Please repeat, from the entries that follow, the lines from the one containing "one hour expiry" through the one containing "let token = random_string(32);" exactly, adding nothing.

----------

use argon2::{
    password_hash::{rand_core::OsRng, PasswordHash, SaltString},
    Argon2, PasswordHasher, PasswordVerifier,
};

use crate::error::FieldError;

pub fn validate_registration(name: &str, email: &str, password: &str) -> Vec<FieldError> {
    let mut errors = Vec::new();

    if !email.contains('@') {
        errors.push(FieldError {
            field: "email",
            message: "invalid email",
        });
    }

    if name.chars().count() <= 2 {
        errors.push(FieldError {
            field: "username",
            message: "username length must be greater than 2",
        });
    }

    // `@` is the email marker at sign-in, so usernames may not contain it.
    if name.contains('@') {
        errors.push(FieldError {
            field: "username",
            message: "username cannot include an @",
        });
    }

    if let Some(error) = validate_password(password) {
        errors.push(error);
    }

    errors
}

pub fn validate_password(password: &str) -> Option<FieldError> {
    if password.chars().count() <= 3 {
        Some(FieldError {
            field: "password",
            message: "password length must be greater than 3",
        })
    } else {
        None
    }
}

pub fn hash_password(password: &str) -> anyhow::Result<String> {
    let salt = SaltString::generate(&mut OsRng);
    let hash = Argon2::default()
        .hash_password(password.as_bytes(), &salt)
        .map_err(|err| anyhow::anyhow!("password hashing failed: {err}"))?;
    Ok(hash.to_string())
}

pub fn verify_password(hash: &str, password: &str) -> bool {
    let Ok(parsed_hash) = PasswordHash::new(hash) else {
        return false;
    };
    Argon2::default()
        .verify_password(password.as_bytes(), &parsed_hash)
        .is_ok()
}

/// Name/email collisions at registration surface as a field error, not a
/// store failure.
pub fn is_unique_violation(err: &anyhow::Error) -> bool {
    matches!(
        err.downcast_ref::<diesel::result::Error>(),
        Some(diesel::result::Error::DatabaseError(
            diesel::result::DatabaseErrorKind::UniqueViolation,
            _,
        ))
    )
}

#[cfg(test)]
mod tests {
    use super::*;

    #[test]
    fn accepts_a_reasonable_registration() {
        assert!(validate_registration("maksales", "maksales@example.com", "hunter2").is_empty());
    }

    #[test]
    fn rejects_bad_fields_one_by_one() {
        let errors = validate_registration("ab", "not-an-email", "abc");
        let fields: Vec<&str> = errors.iter().map(|error| error.field).collect();
        assert_eq!(fields, vec!["email", "username", "password"]);
    }

    #[test]
    fn rejects_at_sign_in_username() {
        let errors = validate_registration("maks@les", "maksales@example.com", "hunter2");
        assert_eq!(errors.len(), 1);
        assert_eq!(errors[0].field, "username");
    }

    #[test]
    fn password_roundtrip() {
        let hash = hash_password("hunter2").unwrap();
        assert!(verify_password(&hash, "hunter2"));
        assert!(!verify_password(&hash, "hunter3"));
        assert!(!verify_password("not a phc string", "hunter2"));
    }
}
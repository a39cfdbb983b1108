/// Development transport: nothing leaves the process, the message is
/// logged so reset links can be copied from the console. Swapping in a
/// real delivery backend only touches this function.
pub fn send_email(to: &str, subject: &str, html: &str) {
    log::info!("outgoing email to {}: {}\n{}", to, subject, html);
}
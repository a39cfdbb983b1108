use anyhow::anyhow;
use diesel_async::{pooled_connection::deadpool::Pool, AsyncPgConnection};
use redis::{aio::ConnectionManager, AsyncCommands};

use crate::{models::User, types::DbId, utils::random_string};

const RESET_TTL_SECONDS: i64 = 60 * 60;

/// A single-use password-reset token, held in redis with a one hour expiry
/// rather than in the relational store.
pub struct PasswordReset {
    pub token: String,
    pub user_id: DbId,
}

impl PasswordReset {
    pub async fn create(user_id: DbId, redis: &mut ConnectionManager) -> anyhow::Result<Self> {
        let token = random_string(32);
        let key = format!("password_reset:{}", token);

        let _: () = redis.set(&key, user_id.to_string()).await?;
        let _: () = redis.expire(&key, RESET_TTL_SECONDS).await?;

        Ok(PasswordReset { token, user_id })
    }

    pub async fn by_token(
        token: &str,
        redis: &mut ConnectionManager,
    ) -> anyhow::Result<Option<Self>> {
        let user_id: Option<String> = redis.get(format!("password_reset:{}", token)).await?;

        Ok(user_id.map(|user_id| PasswordReset {
            token: token.to_string(),
            user_id: user_id.into(),
        }))
    }

    pub async fn user(&self, db_pool: &Pool<AsyncPgConnection>) -> anyhow::Result<User> {
        match User::by_id(&self.user_id, db_pool).await? {
            Some(user) => Ok(user),
            None => Err(anyhow!("User sucked into a black hole")),
        }
    }

    pub async fn delete(&self, redis: &mut ConnectionManager) -> anyhow::Result<()> {
        let _: () = redis.del(format!("password_reset:{}", self.token)).await?;
        Ok(())
    }
}
//! # Controller Snapshot Module
//!
//! The canonical, transport-independent view of the handset produced by one
//! poll: five deadzoned axes, four raw buttons and two three-position switches.
//!
//! A snapshot is built fresh every cycle and never mutated afterwards; the
//! next poll simply supersedes it.
//!
//! ## Usage
//!
//! ```
//! use rc_keybridge::controller::{AxisChannel, ControllerSnapshot, SwitchPosition};
//!
//! let snapshot = ControllerSnapshot::default();
//! assert_eq!(snapshot.axis(AxisChannel::Pitch), 0.0);
//! assert_eq!(snapshot.sw1, SwitchPosition::Center);
//! assert!(!snapshot.button1);
//! ```

use std::fmt;

use super::deadzone::DeadzoneCategory;

/// Semantic analog channel of the handset.
#[derive(Debug, Clone, Copy, PartialEq, Eq, Hash, PartialOrd, Ord)]
pub enum AxisChannel {
    Roll,
    Pitch,
    Throttle,
    Yaw,
    /// Gimbal wheel.
    Tilt,
}

impl AxisChannel {
    /// All channels in transport order.
    pub const ALL: [AxisChannel; 5] = [
        AxisChannel::Roll,
        AxisChannel::Pitch,
        AxisChannel::Throttle,
        AxisChannel::Yaw,
        AxisChannel::Tilt,
    ];

    /// Deadzone category this channel is filtered with.
    #[must_use]
    pub fn category(self) -> DeadzoneCategory {
        match self {
            AxisChannel::Roll | AxisChannel::Pitch | AxisChannel::Yaw => {
                DeadzoneCategory::Movement
            }
            AxisChannel::Throttle | AxisChannel::Tilt => DeadzoneCategory::Elevation,
        }
    }
}

/// Position of a three-position mode switch.
#[derive(Debug, Clone, Copy, PartialEq, Eq, Hash, Default)]
pub enum SwitchPosition {
    /// -1: the "high" contact is closed.
    High,
    /// 0: neither contact closed.
    #[default]
    Center,
    /// +1: the "low" contact is closed.
    Low,
}

impl SwitchPosition {
    /// Derives a switch position from its two contacts.
    ///
    /// The high contact is checked first, so it wins if both report pressed.
    #[must_use]
    pub fn from_contacts(high: bool, low: bool) -> Self {
        if high {
            SwitchPosition::High
        } else if low {
            SwitchPosition::Low
        } else {
            SwitchPosition::Center
        }
    }

    /// Numeric form: -1, 0 or 1.
    #[must_use]
    pub fn value(self) -> i8 {
        match self {
            SwitchPosition::High => -1,
            SwitchPosition::Center => 0,
            SwitchPosition::Low => 1,
        }
    }
}

/// The five analog axes, each in [-1.0, 1.0] and already deadzoned.
#[derive(Debug, Clone, Copy, PartialEq, Default)]
pub struct Axes {
    pub roll: f32,
    pub pitch: f32,
    pub throttle: f32,
    pub yaw: f32,
    pub tilt: f32,
}

impl Axes {
    /// Reads one channel.
    #[must_use]
    pub fn get(&self, channel: AxisChannel) -> f32 {
        match channel {
            AxisChannel::Roll => self.roll,
            AxisChannel::Pitch => self.pitch,
            AxisChannel::Throttle => self.throttle,
            AxisChannel::Yaw => self.yaw,
            AxisChannel::Tilt => self.tilt,
        }
    }

    /// Builds the axes by evaluating `f` once per channel.
    pub fn from_fn(mut f: impl FnMut(AxisChannel) -> f32) -> Self {
        Self {
            roll: f(AxisChannel::Roll),
            pitch: f(AxisChannel::Pitch),
            throttle: f(AxisChannel::Throttle),
            yaw: f(AxisChannel::Yaw),
            tilt: f(AxisChannel::Tilt),
        }
    }
}

/// One poll's worth of handset state.
#[derive(Debug, Clone, Copy, PartialEq, Default)]
pub struct ControllerSnapshot {
    pub axes: Axes,

    /// C1 button.
    pub button1: bool,
    /// Pause button.
    pub button2: bool,
    /// Shutter / trigger button.
    pub button3: bool,
    /// Start/stop button.
    pub button4: bool,

    /// Camera mode switch.
    pub sw1: SwitchPosition,
    /// Auxiliary switch.
    pub sw2: SwitchPosition,
}

impl ControllerSnapshot {
    /// Snapshot carrying only axes; buttons released and switches centred.
    ///
    /// This is what transports that do not stream buttons produce.
    #[must_use]
    pub fn from_axes(axes: Axes) -> Self {
        Self {
            axes,
            ..Self::default()
        }
    }

    /// Reads one axis channel.
    #[must_use]
    pub fn axis(&self, channel: AxisChannel) -> f32 {
        self.axes.get(channel)
    }
}

impl fmt::Display for ControllerSnapshot {
    fn fmt(&self, f: &mut fmt::Formatter<'_>) -> fmt::Result {
        write!(
            f,
            "T: {:+.2} | Y: {:+.2} | P: {:+.2} | R: {:+.2} | Tilt: {:+.2} | \
             B1: {} B2: {} B3: {} B4: {} | SW1: {} SW2: {}",
            self.axes.throttle,
            self.axes.yaw,
            self.axes.pitch,
            self.axes.roll,
            self.axes.tilt,
            u8::from(self.button1),
            u8::from(self.button2),
            u8::from(self.button3),
            u8::from(self.button4),
            self.sw1.value(),
            self.sw2.value(),
        )
    }
}
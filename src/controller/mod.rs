//! # Controller Module
//!
//! Handset input handling.
//!
//! This module handles:
//! - The canonical [`ControllerSnapshot`] every transport is normalized into
//! - Deadzone filtering per channel category
//! - Tap / long-press classification of raw button samples
//! - The HID joystick transport (the serial transport lives in [`crate::serial`])

use async_trait::async_trait;

pub mod deadzone;
pub mod gesture;
pub mod hid;
pub mod snapshot;

pub use snapshot::{AxisChannel, Axes, ControllerSnapshot, SwitchPosition};

/// A handset transport that yields one snapshot per poll.
///
/// Implementations never propagate transport errors out of `poll`: a failed
/// or malformed read is `None` for that cycle, and a lost device flips
/// [`is_connected`](ControllerSource::is_connected) to false.
#[async_trait]
pub trait ControllerSource: Send {
    /// Reads the handset once.
    async fn poll(&mut self) -> Option<ControllerSnapshot>;

    /// Whether the transport is still usable.
    fn is_connected(&self) -> bool;

    /// Releases the transport handle. Further polls return `None`.
    fn close(&mut self);

    /// Short description for logs.
    fn describe(&self) -> String;
}
//! Key-injection backends.

use evdev::uinput::{VirtualDevice, VirtualDeviceBuilder};
use evdev::{AttributeSet, EventType, InputEvent};
use tracing::info;

use super::keys::VirtualKey;
use crate::error::{BridgeError, Result};

/// Name the virtual keyboard registers under.
pub const VIRTUAL_KEYBOARD_NAME: &str = "rc-keybridge virtual keyboard";

/// Receives press/release calls for symbolic keys.
pub trait KeySink: Send {
    /// Asserts `key`.
    fn press(&mut self, key: VirtualKey) -> Result<()>;

    /// Deasserts `key`.
    fn release(&mut self, key: VirtualKey) -> Result<()>;
}

/// OS-level keyboard created through `/dev/uinput`.
///
/// Requires write access to `/dev/uinput` (the `input` group on most
/// distributions).
pub struct UinputKeyboard {
    device: VirtualDevice,
}

impl std::fmt::Debug for UinputKeyboard {
    fn fmt(&self, f: &mut std::fmt::Formatter<'_>) -> std::fmt::Result {
        f.debug_struct("UinputKeyboard").finish_non_exhaustive()
    }
}

impl UinputKeyboard {
    /// Creates the virtual keyboard, advertising every [`VirtualKey`].
    ///
    /// # Errors
    ///
    /// Returns [`BridgeError::Keyboard`] if uinput is unavailable or the
    /// device cannot be registered.
    pub fn new(name: &str) -> Result<Self> {
        let create_err = |e: std::io::Error| {
            BridgeError::Keyboard(format!("Failed to create virtual keyboard: {}", e))
        };

        let mut keys = AttributeSet::<evdev::Key>::new();
        for key in VirtualKey::ALL {
            keys.insert(key.evdev_key());
        }

        let device = VirtualDeviceBuilder::new()
            .map_err(create_err)?
            .name(name)
            .with_keys(&keys)
            .map_err(create_err)?
            .build()
            .map_err(create_err)?;

        info!("Created virtual keyboard \"{}\"", name);
        Ok(Self { device })
    }

    fn emit(&mut self, key: VirtualKey, value: i32) -> Result<()> {
        // emit() appends the SYN_REPORT
        let event = InputEvent::new(EventType::KEY, key.evdev_key().code(), value);
        self.device
            .emit(&[event])
            .map_err(|e| BridgeError::Keyboard(format!("Failed to emit {}: {}", key, e)))
    }
}

impl KeySink for UinputKeyboard {
    fn press(&mut self, key: VirtualKey) -> Result<()> {
        self.emit(key, 1)
    }

    fn release(&mut self, key: VirtualKey) -> Result<()> {
        self.emit(key, 0)
    }
}

/// Sink that injects nothing; the emitter's event log is the only output.
#[derive(Debug, Default, Clone, Copy)]
pub struct DryRunSink;

impl KeySink for DryRunSink {
    fn press(&mut self, _key: VirtualKey) -> Result<()> {
        Ok(())
    }

    fn release(&mut self, _key: VirtualKey) -> Result<()> {
        Ok(())
    }
}

impl<S: KeySink + ?Sized> KeySink for Box<S> {
    fn press(&mut self, key: VirtualKey) -> Result<()> {
        (**self).press(key)
    }

    fn release(&mut self, key: VirtualKey) -> Result<()> {
        (**self).release(key)
    }
}
//! Trait abstraction for serial port operations to enable testing

use async_trait::async_trait;
use std::io;
use std::time::Duration;
use tokio::io::{AsyncRead, AsyncReadExt, AsyncWrite, AsyncWriteExt};
use tokio::time::{timeout_at, Instant};

/// Trait for serial port I/O operations
///
/// Implemented for every async byte stream, so the real
/// `tokio_serial::SerialStream` and `tokio_test::io::Mock` both qualify.
#[async_trait]
pub trait SerialPortIO: Send {
    /// Write all data to the port
    async fn write_all(&mut self, data: &[u8]) -> io::Result<()>;

    /// Flush the output buffer
    async fn flush(&mut self) -> io::Result<()>;

    /// Read up to `buf.len()` bytes, giving up after `timeout`
    ///
    /// Returns the number of bytes read, which is short if the deadline
    /// passed or the stream ended part way. A stream that ends before any
    /// byte arrives is an [`io::ErrorKind::UnexpectedEof`] error, so a
    /// hung-up port can be told apart from a silent one.
    async fn read_timeout(&mut self, buf: &mut [u8], timeout: Duration) -> io::Result<usize>;
}

#[async_trait]
impl<T> SerialPortIO for T
where
    T: AsyncRead + AsyncWrite + Unpin + Send,
{
    async fn write_all(&mut self, data: &[u8]) -> io::Result<()> {
        AsyncWriteExt::write_all(self, data).await
    }

    async fn flush(&mut self) -> io::Result<()> {
        AsyncWriteExt::flush(self).await
    }

    async fn read_timeout(&mut self, buf: &mut [u8], timeout: Duration) -> io::Result<usize> {
        let deadline = Instant::now() + timeout;
        let mut filled = 0;

        while filled < buf.len() {
            match timeout_at(deadline, AsyncReadExt::read(self, &mut buf[filled..])).await {
                Ok(Ok(0)) if filled == 0 => {
                    return Err(io::Error::new(io::ErrorKind::UnexpectedEof, "port hung up"));
                }
                Ok(Ok(0)) => break,
                Ok(Ok(n)) => filled += n,
                Ok(Err(e)) => return Err(e),
                Err(_elapsed) => break,
            }
        }

        Ok(filled)
    }
}

#[cfg(test)]
mod tests {
    use super::*;
    use tokio_test::io::Builder;

    const TIMEOUT: Duration = Duration::from_millis(100);

    #[tokio::test]
    async fn test_write_and_flush() {
        let mut port = Builder::new().write(&[0x55, 0x0d]).build();
        SerialPortIO::write_all(&mut port, &[0x55, 0x0d]).await.unwrap();
        SerialPortIO::flush(&mut port).await.unwrap();
    }

    #[tokio::test]
    async fn test_read_timeout_assembles_chunks() {
        let mut port = Builder::new().read(&[1, 2]).read(&[3]).read(&[4, 5]).build();

        let mut buf = [0u8; 5];
        let n = port.read_timeout(&mut buf, TIMEOUT).await.unwrap();
        assert_eq!(n, 5);
        assert_eq!(buf, [1, 2, 3, 4, 5]);
    }

    #[tokio::test]
    async fn test_read_timeout_short_on_eof() {
        let mut port = Builder::new().read(&[1, 2]).build();

        let mut buf = [0u8; 4];
        let n = port.read_timeout(&mut buf, TIMEOUT).await.unwrap();
        assert_eq!(n, 2);
    }

    #[tokio::test]
    async fn test_read_timeout_eof_before_data() {
        let mut port = Builder::new().build();

        let mut buf = [0u8; 1];
        let err = port.read_timeout(&mut buf, TIMEOUT).await.unwrap_err();
        assert_eq!(err.kind(), io::ErrorKind::UnexpectedEof);
    }

    #[tokio::test(start_paused = true)]
    async fn test_read_timeout_silent_port_reads_nothing() {
        let mut port = Builder::new().wait(Duration::from_secs(5)).build();

        let mut buf = [0u8; 1];
        assert_eq!(port.read_timeout(&mut buf, TIMEOUT).await.unwrap(), 0);
    }

    #[tokio::test(start_paused = true)]
    async fn test_read_timeout_gives_up_after_deadline() {
        // Second chunk arrives long after the deadline
        let mut port = Builder::new()
            .read(&[1])
            .wait(Duration::from_secs(5))
            .build();

        let mut buf = [0u8; 2];
        let n = port.read_timeout(&mut buf, TIMEOUT).await.unwrap();
        assert_eq!(n, 1);
    }

    #[tokio::test]
    async fn test_read_timeout_propagates_io_error() {
        let mut port = Builder::new()
            .read_error(io::Error::new(io::ErrorKind::BrokenPipe, "unplugged"))
            .build();

        let mut buf = [0u8; 1];
        let err = port.read_timeout(&mut buf, TIMEOUT).await.unwrap_err();
        assert_eq!(err.kind(), io::ErrorKind::BrokenPipe);
    }
}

----------

Solution for this exercise:
/// A single-use password-reset token, held in redis with a one hour expiry
/// rather than in the relational store.
pub struct PasswordReset {
    pub token: String,
    pub user_id: DbId,
}

impl PasswordReset {
    pub async fn create(user_id: DbId, redis: &mut ConnectionManager) -> anyhow::Result<Self> {
        let token = random_string(32);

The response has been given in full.